-- Input records --
= Beginning of Section =

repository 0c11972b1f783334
fn main() {
    #[cfg(feature = "desktop")]
    tauri_build::build();
}
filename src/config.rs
//! Studio configuration (`config.yaml`).
//!
//! ```yaml
//! log_level: debug
//! labels:
//!   overrides:
//!     retrospective: Retro
//!   uppercase: [qa]
//! navigation:
//!   excluded_workflows: [create-story, dev-story, code-review]
//! ```
//!
//! A missing file means defaults. Label entries extend the built-in rules.

use crate::error::Result;
use crate::graph::GraphBuilder;
use crate::label::{LabelFormatter, LabelRules};
use crate::session::GraphSession;
use serde::{Deserialize, Serialize};
use std::path::{Path, PathBuf};
use tracing::debug;

/// Workflows forming the story/dev/review loop.
const DEV_LOOP_WORKFLOWS: &[&str] = &["create-story", "dev-story", "code-review"];

#[derive(Debug, Clone, PartialEq, Serialize, Deserialize)]
#[serde(default)]
pub struct NavigationConfig {
    /// Flagged `exclude_from_primary_navigation` when phases load.
    pub excluded_workflows: Vec<String>,
}

impl Default for NavigationConfig {
    fn default() -> Self {
        Self {
            excluded_workflows: DEV_LOOP_WORKFLOWS.iter().map(|s| s.to_string()).collect(),
        }
    }
}

#[derive(Debug, Clone, PartialEq, Serialize, Deserialize)]
#[serde(default)]
pub struct StudioConfig {
    pub log_level: String,
    pub labels: LabelRules,
    pub navigation: NavigationConfig,
}

impl Default for StudioConfig {
    fn default() -> Self {
        Self {
            log_level: "info".to_string(),
            labels: LabelRules {
                overrides: Default::default(),
                uppercase: Vec::new(),
                strip_prefixes: Vec::new(),
            },
            navigation: NavigationConfig::default(),
        }
    }
}

/// `<config dir>/workflow-studio/config.yaml`
pub fn default_config_path() -> PathBuf {
    dirs::config_dir()
        .unwrap_or_else(|| PathBuf::from("."))
        .join("workflow-studio")
        .join("config.yaml")
}

impl StudioConfig {
    /// Load from `path`, or the default location when `None`.
    pub fn load(path: Option<&Path>) -> Result<Self> {
        let path = path.map(Path::to_path_buf).unwrap_or_else(default_config_path);
        if !path.exists() {
            debug!(path = %path.display(), "no config file, using defaults");
            return Ok(Self::default());
        }
        let content = std::fs::read_to_string(&path)?;
        Self::from_yaml(&content)
    }

    pub fn from_yaml(content: &str) -> Result<Self> {
        if content.trim().is_empty() {
            return Ok(Self::default());
        }
        Ok(serde_yaml::from_str(content)?)
    }

    /// Built-in label rules extended with the configured ones.
    pub fn label_formatter(&self) -> LabelFormatter {
        let mut rules = LabelRules::default();
        rules.extend(&self.labels);
        LabelFormatter::new(rules)
    }

    pub fn graph_builder(&self) -> GraphBuilder {
        GraphBuilder::new(self.label_formatter())
    }

    pub fn session(&self) -> GraphSession {
        GraphSession::new(
            self.graph_builder(),
            self.navigation.excluded_workflows.clone(),
        )
    }
}
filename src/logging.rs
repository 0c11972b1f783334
//! Tracing subscriber setup.

use tracing_subscriber::EnvFilter;

/// Install the global fmt subscriber. `RUST_LOG` wins over `level`.
/// Safe to call more than once; later calls are ignored.
pub fn init(level: &str) {
    let filter = EnvFilter::try_from_default_env()
        .or_else(|_| EnvFilter::try_new(level))
        .unwrap_or_else(|_| EnvFilter::new("info"));

    tracing_subscriber::fmt()
        .with_env_filter(filter)
        .with_target(false)
        .with_writer(std::io::stderr)
        .try_init()
        .ok();
}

= End of Section =

-- What the task asks --
An exact retyping of every line in the records is needed.

-- Written response --
repository 0c11972b1f783334
fn main() {
    #[cfg(feature = "desktop")]
    tauri_build::build();
}
filename src/config.rs
//! Studio configuration (`config.yaml`).
//!
//! ```yaml
//! log_level: debug
//! labels:
//!   overrides:
//!     retrospective: Retro
//!   uppercase: [qa]
//! navigation:
//!   excluded_workflows: [create-story, dev-story, code-review]
//! ```
//!
//! A missing file means defaults. Label entries extend the built-in rules.

use crate::error::Result;
use crate::graph::GraphBuilder;
use crate::label::{LabelFormatter, LabelRules};
use crate::session::GraphSession;
use serde::{Deserialize, Serialize};
use std::path::{Path, PathBuf};
use tracing::debug;

/// Workflows forming the story/dev/review loop.
const DEV_LOOP_WORKFLOWS: &[&str] = &["create-story", "dev-story", "code-review"];

#[derive(Debug, Clone, PartialEq, Serialize, Deserialize)]
#[serde(default)]
pub struct NavigationConfig {
    /// Flagged `exclude_from_primary_navigation` when phases load.
    pub excluded_workflows: Vec<String>,
}

impl Default for NavigationConfig {
    fn default() -> Self {
        Self {
            excluded_workflows: DEV_LOOP_WORKFLOWS.iter().map(|s| s.to_string()).collect(),
        }
    }
}

#[derive(Debug, Clone, PartialEq, Serialize, Deserialize)]
#[serde(default)]
pub struct StudioConfig {
    pub log_level: String,
    pub labels: LabelRules,
    pub navigation: NavigationConfig,
}

impl Default for StudioConfig {
    fn default() -> Self {
        Self {
            log_level: "info".to_string(),
            labels: LabelRules {
                overrides: Default::default(),
                uppercase: Vec::new(),
                strip_prefixes: Vec::new(),
            },
            navigation: NavigationConfig::default(),
        }
    }
}

/// `<config dir>/workflow-studio/config.yaml`
pub fn default_config_path() -> PathBuf {
    dirs::config_dir()
        .unwrap_or_else(|| PathBuf::from("."))
        .join("workflow-studio")
        .join("config.yaml")
}

impl StudioConfig {
    /// Load from `path`, or the default location when `None`.
    pub fn load(path: Option<&Path>) -> Result<Self> {
        let path = path.map(Path::to_path_buf).unwrap_or_else(default_config_path);
        if !path.exists() {
            debug!(path = %path.display(), "no config file, using defaults");
            return Ok(Self::default());
        }
        let content = std::fs::read_to_string(&path)?;
        Self::from_yaml(&content)
    }

    pub fn from_yaml(content: &str) -> Result<Self> {
        if content.trim().is_empty() {
            return Ok(Self::default());
        }
        Ok(serde_yaml::from_str(content)?)
    }

    /// Built-in label rules extended with the configured ones.
    pub fn label_formatter(&self) -> LabelFormatter {
        let mut rules = LabelRules::default();
        rules.extend(&self.labels);
        LabelFormatter::new(rules)
    }

    pub fn graph_builder(&self) -> GraphBuilder {
        GraphBuilder::new(self.label_formatter())
    }

    pub fn session(&self) -> GraphSession {
        GraphSession::new(
            self.graph_builder(),
            self.navigation.excluded_workflows.clone(),
        )
    }
}
filename src/logging.rs
repository 0c11972b1f783334
//! Tracing subscriber setup.

use tracing_subscriber::EnvFilter;

/// Install the global fmt subscriber. `RUST_LOG` wins over `level`.
/// Safe to call more than once; later calls are ignored.
pub fn init(level: &str) {
    let filter = EnvFilter::try_from_default_env()
        .or_else(|_| EnvFilter::try_new(level))
        .unwrap_or_else(|_| EnvFilter::new("info"));

    tracing_subscriber::fmt()
        .with_env_filter(filter)
        .with_target(false)
        .with_writer(std::io::stderr)
        .try_init()
        .ok();
}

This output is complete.